Melange di acqua e di luce



Nella sua filosofia del paesaggio c’è un riferimento remoto, classico, ed uno vivente, prossimo. Il primo è Plotino, metafisico della bellezza e dell’Uno, venuto dall’Egitto a Roma, che per Camus «pensa d’artista, sente da filosofo... la sua ragione è vivente, piena, commovente come un melange di acqua e di luce», sul filo di una solitudine innamorata del mondo e di una «squisita malinconia». Parlando di Plotino, Camus parla di sé stesso. Il riferimento prossimo è invece Jean Grenier che fu suo insegnante e poi suo amico e che lo folgorò da ragazzo con i suoi scritti dedicati al mare, alle isole e all’ispirazione mediterranee, sulla scia di Paul Valéry. Il maestro sopravvisse al discepolo e scrisse su Camus un libro di ricordi.


Il fremito della libertà
Per Camus la rivolta è una ribellione metafisica contro la condizione umana, non riducibile alla rivoluzione sognata dalle ideologie totalitarie di massa. La rivolta di Camus conserva il fremito della libertà e l’impronta della solitudine, non si fa mai imposizione. La sua rivolta non nasce dall’insofferenza verso il reale, dall’odio per l’esistente e verso la propria patria, ma al contrario: «Sceglieremo Itaca, la terra fedele, il pensiero audace e frugale, l’azione lucida, la generosità dell’uomo che sa. Nella luce, il mondo resta il nostro primo e ultimo amore». Non l’utopia del mondo migliore e dell’uomo nuovo, ma la solidale fratellanza con l’uomo e il mondo reale.

Meglio morire in piedi che vivere in ginocchio
Da ragazzo, cercando motivi di rivolta opposti alla retorica rivoluzionaria dei contestatori, lessi insieme La rivolta ideale di Oriani, Rivolta contro il mondo moderno di Evola e L’uomo in rivolta di Camus. Fui colpito dalla morale eroica del ribelle camusiano che preferisce «morire in piedi piuttosto che vivere in ginocchio» e nel Mito di Sisifo aggiunge: «ciò che si chiama ragione di vivere è allo stesso tempo un’eccellente ragione di morire». Il suo ribelle non cade nel narcisismo dorato del dandy, ma neanche nel cupo settarismo del rivoluzionario di professione.
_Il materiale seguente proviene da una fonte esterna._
//! # Historical Site Catalog
//!
//! A read-only mapping from site name to coordinates. The engine never reads
//! a global catalog: callers pass a [`SiteCatalog`] explicitly, either the
//! built-in one or one loaded from TOML/JSON.
//!
//! ## TOML Format
//!
//! ```toml
//! [[sites]]
//! name = "Jaipur"
//! display_name = "Jantar Mantar, Jaipur"
//! latitude = 26.9247
//! longitude = 75.8244
//! description = "Largest and best-preserved yantra collection"
//! ```
//!
//! `display_name` defaults to `name` and `description` to empty.
//!
//! ## Example
//!
//! ```rust
//! use yantra_core::sites::SiteCatalog;
//!
//! let catalog = SiteCatalog::builtin();
//! let jaipur = catalog.get("Jaipur").unwrap();
//! assert_eq!(jaipur.latitude, 26.9247);
//! assert!(catalog.get("jaipur").is_none());
//! ```

use std::collections::HashSet;

use once_cell::sync::Lazy;
use serde::{Deserialize, Serialize};

use crate::coordinates::validate_coordinates;
use crate::errors::{CalcError, CalcResult};

/// A named location of a historical observatory.
#[derive(Debug, Clone, PartialEq, Serialize, Deserialize)]
pub struct HistoricalSite {
    /// Lookup key (exact, case-sensitive)
    pub name: String,

    #[serde(default)]
    pub display_name: String,

    /// Decimal degrees, north positive
    pub latitude: f64,

    /// Decimal degrees, east positive
    pub longitude: f64,

    #[serde(default)]
    pub description: String,
}

impl HistoricalSite {
    fn new(name: &str, display_name: &str, latitude: f64, longitude: f64, description: &str) -> Self {
        HistoricalSite {
            name: name.to_string(),
            display_name: display_name.to_string(),
            latitude,
            longitude,
            description: description.to_string(),
        }
    }
}

/// Ordered, validated collection of [`HistoricalSite`]s with unique names.
#[derive(Debug, Clone, PartialEq, Default, Serialize, Deserialize)]
#[serde(try_from = "CatalogFile")]
pub struct SiteCatalog {
    sites: Vec<HistoricalSite>,
}

#[derive(Deserialize)]
struct CatalogFile {
    #[serde(default)]
    sites: Vec<HistoricalSite>,
}

impl TryFrom<CatalogFile> for SiteCatalog {
    type Error = CalcError;

    fn try_from(file: CatalogFile) -> CalcResult<Self> {
        SiteCatalog::new(file.sites)
    }
}

static BUILTIN: Lazy<SiteCatalog> = Lazy::new(|| SiteCatalog {
    sites: vec![
        HistoricalSite::new(
            "Jaipur",
            "Jantar Mantar, Jaipur",
            26.9247,
            75.8244,
            "Largest and best-preserved yantra collection",
        ),
        HistoricalSite::new(
            "Delhi",
            "Jantar Mantar, Delhi",
            28.6269,
            77.2164,
            "Historic observatory in the capital",
        ),
        HistoricalSite::new(
            "Varanasi",
            "Jantar Mantar, Varanasi",
            25.3181,
            83.0104,
            "Ancient astronomical observatory",
        ),
        HistoricalSite::new(
            "Ujjain",
            "Jantar Mantar, Ujjain",
            23.1793,
            75.7849,
            "Reference point for ancient Indian timekeeping",
        ),
        HistoricalSite::new(
            "Mathura",
            "Jantar Mantar, Mathura",
            27.4924,
            77.6737,
            "Lesser-known but historically significant site",
        ),
    ],
});

impl SiteCatalog {
    /// Build a catalog, validating every site's coordinates and rejecting
    /// empty or duplicate names.
    pub fn new(sites: Vec<HistoricalSite>) -> CalcResult<Self> {
        let mut seen = HashSet::new();
        let mut sites = sites;

        for site in &mut sites {
            if site.name.trim().is_empty() {
                return Err(CalcError::validation("name", &site.name, "a non-empty site name"));
            }
            if !seen.insert(site.name.clone()) {
                return Err(CalcError::validation("name", &site.name, "unique site names"));
            }
            validate_coordinates(site.latitude, site.longitude)?;
            if site.display_name.is_empty() {
                site.display_name = site.name.clone();
            }
        }

        Ok(SiteCatalog { sites })
    }

    /// The five Jantar Mantar observatories.
    pub fn builtin() -> &'static SiteCatalog {
        &BUILTIN
    }

    /// Parse a catalog from TOML text.
    ///
    /// Malformed text is a [`CalcError::Serialization`]; a bad site entry is
    /// a [`CalcError::Validation`] naming the offending field.
    pub fn from_toml_str(text: &str) -> CalcResult<Self> {
        let file: CatalogFile = toml::from_str(text)?;
        let catalog = SiteCatalog::new(file.sites)?;
        tracing::debug!(sites = catalog.len(), "loaded site catalog from TOML");
        Ok(catalog)
    }

    /// Parse a catalog from JSON text (`{"sites": [...]}`).
    pub fn from_json_str(text: &str) -> CalcResult<Self> {
        let file: CatalogFile = serde_json::from_str(text)?;
        let catalog = SiteCatalog::new(file.sites)?;
        tracing::debug!(sites = catalog.len(), "loaded site catalog from JSON");
        Ok(catalog)
    }

    /// Exact, case-sensitive lookup
    pub fn get(&self, name: &str) -> Option<&HistoricalSite> {
        self.sites.iter().find(|site| site.name == name)
    }

    /// Lookup that reports a missing name as [`CalcError::UnknownSite`].
    pub fn resolve(&self, name: &str) -> CalcResult<&HistoricalSite> {
        self.get(name).ok_or_else(|| CalcError::unknown_sites([name]))
    }

    pub fn contains(&self, name: &str) -> bool {
        self.get(name).is_some()
    }

    pub fn iter(&self) -> impl Iterator<Item = &HistoricalSite> {
        self.sites.iter()
    }

    pub fn names(&self) -> impl Iterator<Item = &str> {
        self.sites.iter().map(|site| site.name.as_str())
    }

    pub fn len(&self) -> usize {
        self.sites.len()
    }

    pub fn is_empty(&self) -> bool {
        self.sites.is_empty()
    }
}
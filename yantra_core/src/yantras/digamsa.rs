//! # Digamsa Yantra
//!
//! A circular, perfectly level platform with a central gnomon and engraved
//! direction rings, used to measure the azimuth of celestial objects.
//! Direction finding does not depend on latitude, so the geometry is the same
//! everywhere; only the scale changes it.

use crate::units::{Degrees, Meters};
use crate::yantras::YantraSpec;

pub const NAME: &str = "Digamsa Yantra";

const PLATFORM_RADIUS: Meters = Meters(4.0);
const PLATFORM_THICKNESS: Meters = Meters(0.5);
const GNOMON_HEIGHT: Meters = Meters(2.0);
const GNOMON_THICKNESS: Meters = Meters(0.1);
const OUTER_RING_WIDTH: Meters = Meters(0.5);
const INNER_RING_WIDTH: Meters = Meters(0.3);

/// One engraved mark per degree
const SCALE_DIVISIONS: u32 = 360;

const MATERIALS: &[&str] = &[
    "Marble platform",
    "Bronze gnomon",
    "Engraved direction markings",
];

const NOTES: &str = "Digamsa Yantra must be perfectly level and aligned to magnetic north. \
The gnomon casts shadows indicating azimuth angles. \
Precision depends on gnomon height and scale quality. \
Used primarily for surveying and navigation purposes. \
Can measure directions with accuracy up to 6 arc-minutes.";

/// Compute the Digamsa Yantra. `latitude` is accepted for a uniform
/// signature and ignored.
pub fn calculate(_latitude: f64, scale: f64) -> YantraSpec {
    let platform_radius = PLATFORM_RADIUS * scale;

    YantraSpec::builder(NAME, "Precision azimuth/direction measuring instrument")
        .length("platform_radius", platform_radius)
        .length("platform_thickness", PLATFORM_THICKNESS * scale)
        .length("platform_diameter", platform_radius * 2.0)
        .length("gnomon_height", GNOMON_HEIGHT * scale)
        .length("gnomon_thickness", GNOMON_THICKNESS * scale)
        .length("outer_ring_width", OUTER_RING_WIDTH * scale)
        .length("inner_ring_width", INNER_RING_WIDTH * scale)
        .count("scale_divisions", SCALE_DIVISIONS)
        .angle("primary_angle_step", Degrees(90.0))
        .angle("secondary_angle_step", Degrees(45.0))
        .angle("fine_angle_step", Degrees(1.0))
        .angle("precision", Degrees(0.1))
        .materials(MATERIALS)
        .notes(NOTES)
        .build()
}

#[cfg(test)]
mod tests {
    use super::*;

    #[test]
    fn test_reference_dimensions() {
        let spec = calculate(26.9247, 1.0);
        assert_eq!(spec.dimension("platform_radius"), Some(4.0));
        assert_eq!(spec.dimension("platform_diameter"), Some(8.0));
        assert_eq!(spec.dimension("gnomon_height"), Some(2.0));
        assert_eq!(spec.dimension("scale_divisions"), Some(360.0));
    }

    #[test]
    fn test_notes_align_to_magnetic_north() {
        let spec = calculate(26.9247, 1.0);
        assert!(spec.construction_notes.starts_with(
            "Digamsa Yantra must be perfectly level and aligned to magnetic north."
        ));
    }

    #[test]
    fn test_orientation_agnostic() {
        assert_eq!(calculate(0.0, 3.0), calculate(-72.5, 3.0));
    }
}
Camus non celebra la morte di Dio, ma lotta con Dio incessantemente; la sua fu una religiosità polemica.

La filosofia dell’amore
Camus tracciò una filosofia dell’amore. «Se fossimo déi non conosceremmo l’amore» dice con Platone; ma «l’uomo - scrive nei Taccuini - si realizza solo nell’amore perché vi trova in forma folgorante l’immagine della propria condizione senza avvenire». Camus sottrae l’amore all’eternità e lo rende umano, cioè fugace. Il suo fascino è la sua precarietà, il suo tramontare. Amo di Camus l’atmosfera pomeridiana della siesta, la nostra meridionale controra, la metafisica del caldo, il ronzìo delle mosche e il sapore mediterraneo dell’anisette che diventa pastis in Provenza, l’incanto del mare, la solitudine come sete d’eternità, gli dei che «parlano nel sole e nell’odore degli assenzi...».

L’irrequieta giovinezza

La filosofia di Camus combacia col mito e soffia con il vento della vita. Una volta, mentre navigava l’Atlantico, Camus indicò curiosamente nei 57 anni l’età in cui avrebbe portato a compimento la sua opera e trovato quel che cercava: dopo i 57 anni - annotò sul suo taccuino di bordo - verrà la vecchiaia e la morte. La morte precoce lo rubò alla vecchiaia, al compiersi dell’opera e al ritrovamento di quel che cercava. Camus restò incompiuto come l’uomo in rivolta e il suo Sisifo; condannato all’eterna, irrequieta giovinezza.